En informatique, l’hypertexte est d’abord un "ensemble constitué de "documents" non hiérarchisés reliés entre eux par des "liens" que le lecteur peut activer et qui permettent un accès rapide à chacun des éléments constitutifs de l’ensemble. [...] L’organisation d’un hypertexte sur un domaine particulier suppose non seulement des compétences de spécialistes du domaine, mais aussi des compétences d’"écriture", dans la mesure où il s’agit de mettre en place des cheminements possibles et d’imaginer un réseau complexe de liens qui les organisent et qui seront destinés à être "lus"." (Jean Clément, "L’hypertexte de fiction : naissance d’un nouveau genre ?")

Bien sûr, plusieurs auteurs se sont rapidement emparés de ces nouveaux moyens de communication et de diffusion.
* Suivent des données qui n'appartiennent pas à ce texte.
//! Crop recommendation models.
//!
//! The crop proxy forwards an arbitrary JSON object. The seven soil and
//! climate fields it knows about are coerced to floats first; everything
//! else passes through untouched.

use std::collections::HashMap;

use serde::{Deserialize, Serialize};
use serde_json::{Map, Value};

/// Soil and climate fields understood by the crop model.
pub const CROP_FIELDS: [&str; 7] = [
    "nitrogen",
    "phosphorus",
    "potassium",
    "temperature",
    "humidity",
    "ph",
    "rainfall",
];

/// Crop recommendation input, ready to forward upstream.
#[derive(Debug, Clone, PartialEq)]
pub struct CropParams(Value);

impl CropParams {
    /// Build from a JSON body. Known fields are coerced, other keys and
    /// non-object bodies are kept as-is.
    pub fn from_json(mut body: Value) -> Self {
        if let Some(fields) = body.as_object_mut() {
            for name in CROP_FIELDS {
                if let Some(value) = fields.get_mut(name) {
                    *value = Value::from(coerce_number(value));
                }
            }
        }
        Self(body)
    }

    /// Build from urlencoded form fields. Every value is coerced.
    pub fn from_form(form: HashMap<String, String>) -> Self {
        let fields: Map<String, Value> = form
            .into_iter()
            .map(|(key, raw)| (key, Value::from(parse_or_zero(&raw))))
            .collect();
        Self(Value::Object(fields))
    }

    /// Value of a known field, if present and numeric.
    pub fn get(&self, name: &str) -> Option<f64> {
        self.0.get(name).and_then(Value::as_f64)
    }

    pub fn as_value(&self) -> &Value {
        &self.0
    }

    pub fn into_value(self) -> Value {
        self.0
    }
}

/// Coerce a JSON value to a finite float, defaulting to zero.
pub fn coerce_number(value: &Value) -> f64 {
    match value {
        Value::Number(n) => n.as_f64().filter(|f| f.is_finite()).unwrap_or(0.0),
        Value::String(s) => parse_or_zero(s),
        _ => 0.0,
    }
}

fn parse_or_zero(raw: &str) -> f64 {
    raw.trim()
        .parse::<f64>()
        .ok()
        .filter(|f| f.is_finite())
        .unwrap_or(0.0)
}

/// Aggregated failure returned when no crop endpoint answered.
#[derive(Debug, Clone, Serialize, Deserialize)]
pub struct CropFailure {
    pub error: String,
    pub message: String,
    pub details: String,
    pub suggestion: String,
}

impl CropFailure {
    pub fn new(details: impl Into<String>) -> Self {
        Self {
            error: "Could not find the correct crop API endpoint".to_string(),
            message: "The crop recommendation API is running but the endpoint is not found"
                .to_string(),
            details: details.into(),
            suggestion: "Please check the API documentation for the correct endpoint".to_string(),
        }
    }
}

/// Suitability bucket derived from model confidence.
#[derive(Debug, Clone, Copy, PartialEq, Eq, Serialize, Deserialize)]
pub enum Suitability {
    High,
    Medium,
    Low,
}

impl Suitability {
    /// `> 0.8` is High, `> 0.6` is Medium, anything else Low.
    pub fn from_confidence(confidence: Option<f64>) -> Self {
        match confidence {
            Some(c) if c > 0.8 => Suitability::High,
            Some(c) if c > 0.6 => Suitability::Medium,
            _ => Suitability::Low,
        }
    }
}

/// Growing season guessed from the crop name.
#[derive(Debug, Clone, Copy, PartialEq, Eq, Serialize, Deserialize)]
pub enum Season {
    #[serde(rename = "Spring/Summer")]
    SpringSummer,
    #[serde(rename = "Fall/Winter")]
    FallWinter,
    #[serde(rename = "Various Seasons")]
    Various,
}

const SUMMER_CROPS: [&str; 4] = ["tomato", "pepper", "corn", "cucumber"];
const WINTER_CROPS: [&str; 4] = ["wheat", "cabbage", "broccoli", "carrot"];

impl Season {
    pub fn for_crop(crop: Option<&str>) -> Self {
        let Some(crop) = crop else {
            return Season::Various;
        };
        let crop = crop.to_lowercase();
        if SUMMER_CROPS.iter().any(|c| crop.contains(c)) {
            Season::SpringSummer
        } else if WINTER_CROPS.iter().any(|c| crop.contains(c)) {
            Season::FallWinter
        } else {
            Season::Various
        }
    }
}

const DEFAULT_DESCRIPTION: &str = "Based on your soil and climate conditions.";

/// Display-ready summary of a crop recommendation response.
#[derive(Debug, Clone, PartialEq, Serialize, Deserialize)]
pub struct RecommendationSummary {
    pub name: String,
    pub suitability: Suitability,
    /// Confidence as a whole percentage
    pub score: u32,
    pub description: String,
    pub season: Season,
}

impl RecommendationSummary {
    /// Map whichever keys the upstream returned onto display fields.
    pub fn from_response(response: &Value) -> Self {
        // Null or empty keys fall through to the next one.
        let crop = ["crop", "recommended_crop"].iter().find_map(|key| {
            response
                .get(*key)
                .and_then(Value::as_str)
                .filter(|s| !s.is_empty())
        });
        let confidence = response.get("confidence").and_then(Value::as_f64);

        // A zero or missing confidence scores as 50%.
        let score_basis = confidence.filter(|c| *c != 0.0).unwrap_or(0.5);

        let description = ["reasons", "key_factors"]
            .iter()
            .find_map(|key| {
                response
                    .get(*key)
                    .and_then(Value::as_array)
                    .filter(|items| !items.is_empty())
            })
            .map(|items| {
                items
                    .iter()
                    .map(|item| match item {
                        Value::String(s) => s.clone(),
                        other => other.to_string(),
                    })
                    .collect::<Vec<_>>()
                    .join(". ")
            })
            .filter(|s| !s.is_empty())
            .unwrap_or_else(|| DEFAULT_DESCRIPTION.to_string());

        Self {
            name: crop.unwrap_or("Unknown Crop").to_string(),
            suitability: Suitability::from_confidence(confidence),
            score: (score_basis * 100.0).round().max(0.0) as u32,
            description,
            season: Season::for_crop(crop),
        }
    }
}

#[cfg(test)]
mod tests {
    use super::*;
    use serde_json::json;

    #[test]
    fn test_known_fields_coerced() {
        let params = CropParams::from_json(json!({
            "nitrogen": "90",
            "phosphorus": 42,
            "potassium": "abc",
            "temperature": null,
            "humidity": true,
            "ph": " 6.5 ",
            "rainfall": "NaN",
            "note": "keep me"
        }));

        assert_eq!(params.get("nitrogen"), Some(90.0));
        assert_eq!(params.get("phosphorus"), Some(42.0));
        assert_eq!(params.get("potassium"), Some(0.0));
        assert_eq!(params.get("temperature"), Some(0.0));
        assert_eq!(params.get("humidity"), Some(0.0));
        assert_eq!(params.get("ph"), Some(6.5));
        assert_eq!(params.get("rainfall"), Some(0.0));
        assert_eq!(params.as_value()["note"], json!("keep me"));
    }

    #[test]
    fn test_missing_fields_not_invented() {
        let params = CropParams::from_json(json!({"nitrogen": 1}));
        assert!(params.as_value().get("rainfall").is_none());
    }

    #[test]
    fn test_non_object_body_passes_through() {
        let body = json!([1, 2, 3]);
        assert_eq!(CropParams::from_json(body.clone()).into_value(), body);
    }

    #[test]
    fn test_form_values_coerced() {
        let form = HashMap::from([
            ("nitrogen".to_string(), "12.5".to_string()),
            ("rainfall".to_string(), "".to_string()),
        ]);
        let params = CropParams::from_form(form);
        assert_eq!(params.get("nitrogen"), Some(12.5));
        assert_eq!(params.get("rainfall"), Some(0.0));
    }

    #[test]
    fn test_suitability_thresholds() {
        assert_eq!(Suitability::from_confidence(Some(0.95)), Suitability::High);
        assert_eq!(Suitability::from_confidence(Some(0.8)), Suitability::Medium);
        assert_eq!(Suitability::from_confidence(Some(0.61)), Suitability::Medium);
        assert_eq!(Suitability::from_confidence(Some(0.6)), Suitability::Low);
        assert_eq!(Suitability::from_confidence(None), Suitability::Low);
    }

    #[test]
    fn test_season_for_crop() {
        assert_eq!(Season::for_crop(Some("Cherry Tomato")), Season::SpringSummer);
        assert_eq!(Season::for_crop(Some("wheat")), Season::FallWinter);
        assert_eq!(Season::for_crop(Some("rice")), Season::Various);
        assert_eq!(Season::for_crop(None), Season::Various);
    }

    #[test]
    fn test_summary_from_reasons() {
        let summary = RecommendationSummary::from_response(&json!({
            "crop": "maize corn",
            "confidence": 0.87,
            "reasons": ["Warm soil", "Enough rain"]
        }));
        assert_eq!(summary.name, "maize corn");
        assert_eq!(summary.suitability, Suitability::High);
        assert_eq!(summary.score, 87);
        assert_eq!(summary.description, "Warm soil. Enough rain");
        assert_eq!(summary.season, Season::SpringSummer);
    }

    #[test]
    fn test_summary_from_key_factors() {
        let summary = RecommendationSummary::from_response(&json!({
            "recommended_crop": "cabbage",
            "confidence": 0.7,
            "key_factors": ["Humidity level in the air (value: 80.0) increased the likelihood of recommending cabbage."]
        }));
        assert_eq!(summary.name, "cabbage");
        assert_eq!(summary.suitability, Suitability::Medium);
        assert_eq!(summary.season, Season::FallWinter);
        assert!(summary.description.starts_with("Humidity level"));
    }

    #[test]
    fn test_summary_skips_null_and_empty_keys() {
        let summary = RecommendationSummary::from_response(&json!({
            "crop": null,
            "recommended_crop": "rice",
            "reasons": null,
            "key_factors": ["Warm"]
        }));
        assert_eq!(summary.name, "rice");
        assert_eq!(summary.description, "Warm");

        let summary = RecommendationSummary::from_response(&json!({
            "crop": "",
            "recommended_crop": "carrot",
            "reasons": [],
            "key_factors": ["Cool nights", "Loose soil"]
        }));
        assert_eq!(summary.name, "carrot");
        assert_eq!(summary.season, Season::FallWinter);
        assert_eq!(summary.description, "Cool nights. Loose soil");
    }

    #[test]
    fn test_summary_defaults() {
        let summary = RecommendationSummary::from_response(&json!({}));
        assert_eq!(summary.name, "Unknown Crop");
        assert_eq!(summary.suitability, Suitability::Low);
        assert_eq!(summary.score, 50);
        assert_eq!(summary.description, DEFAULT_DESCRIPTION);
        assert_eq!(summary.season, Season::Various);

        let serialized = serde_json::to_value(&summary).unwrap();
        assert_eq!(serialized["season"], json!("Various Seasons"));
        assert_eq!(serialized["suitability"], json!("Low"));
    }

    #[test]
    fn test_crop_failure_shape() {
        let body = serde_json::to_value(CropFailure::new("All crop endpoints failed")).unwrap();
        assert_eq!(body["error"], json!("Could not find the correct crop API endpoint"));
        assert_eq!(body["details"], json!("All crop endpoints failed"));
    }
}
C’est ainsi que la littérature électronique a vu le jour, dès les années 80, pour connaître une véritable explosion à partir de 1994 avec l’aide de l’internet, principalement aux États-Unis.
Il est évident que la conception post-moderne du texte peut s’appliquer parfaitement bien aux textes littéraires produits au moyen du médium électronique. Grâce à ce nouveau médium - l’ordinateur ! - le "plaisir du texte" rêvé par les théoriciens post-structuralistes comme Roland Barthes et par certaines expériences littéraires limites tout au long du XXème siècle devient une réalité.
En effet, l’ordinateur permet à l’écriture et à la lecture d’acquérir effectivement cette autre logique associative et au texte de s’organiser selon cette nouvelle structure arborescente décrite par les théoriciens du texte post-moderne.

ESPACE/TEMPS

Cette nouvelle structure commande un nouvel espace et une nouvelle temporalité. C’est que l’ordinateur installe effectivement le texte dans un nouvel espace et une nouvelle temporalité : le déroulement forcément linéaire du texte et du livre traditionnel (même si dans l’esprit les retours en arrière, les bonds en avant, les tangentes ailleurs dans d’autres textes, dans la vie, etc. se sont produits de tout temps bien évidemment....), le déroulement linéaire, donc, devient véritablement un déploiement non-linéaire, démultiplié, éclaté, et ce, de manière à peu près instantanée : il suffit d’appuyer sur une touche du clavier ou de cliquer sur la souris. Nous voilà dans l’hyperespace.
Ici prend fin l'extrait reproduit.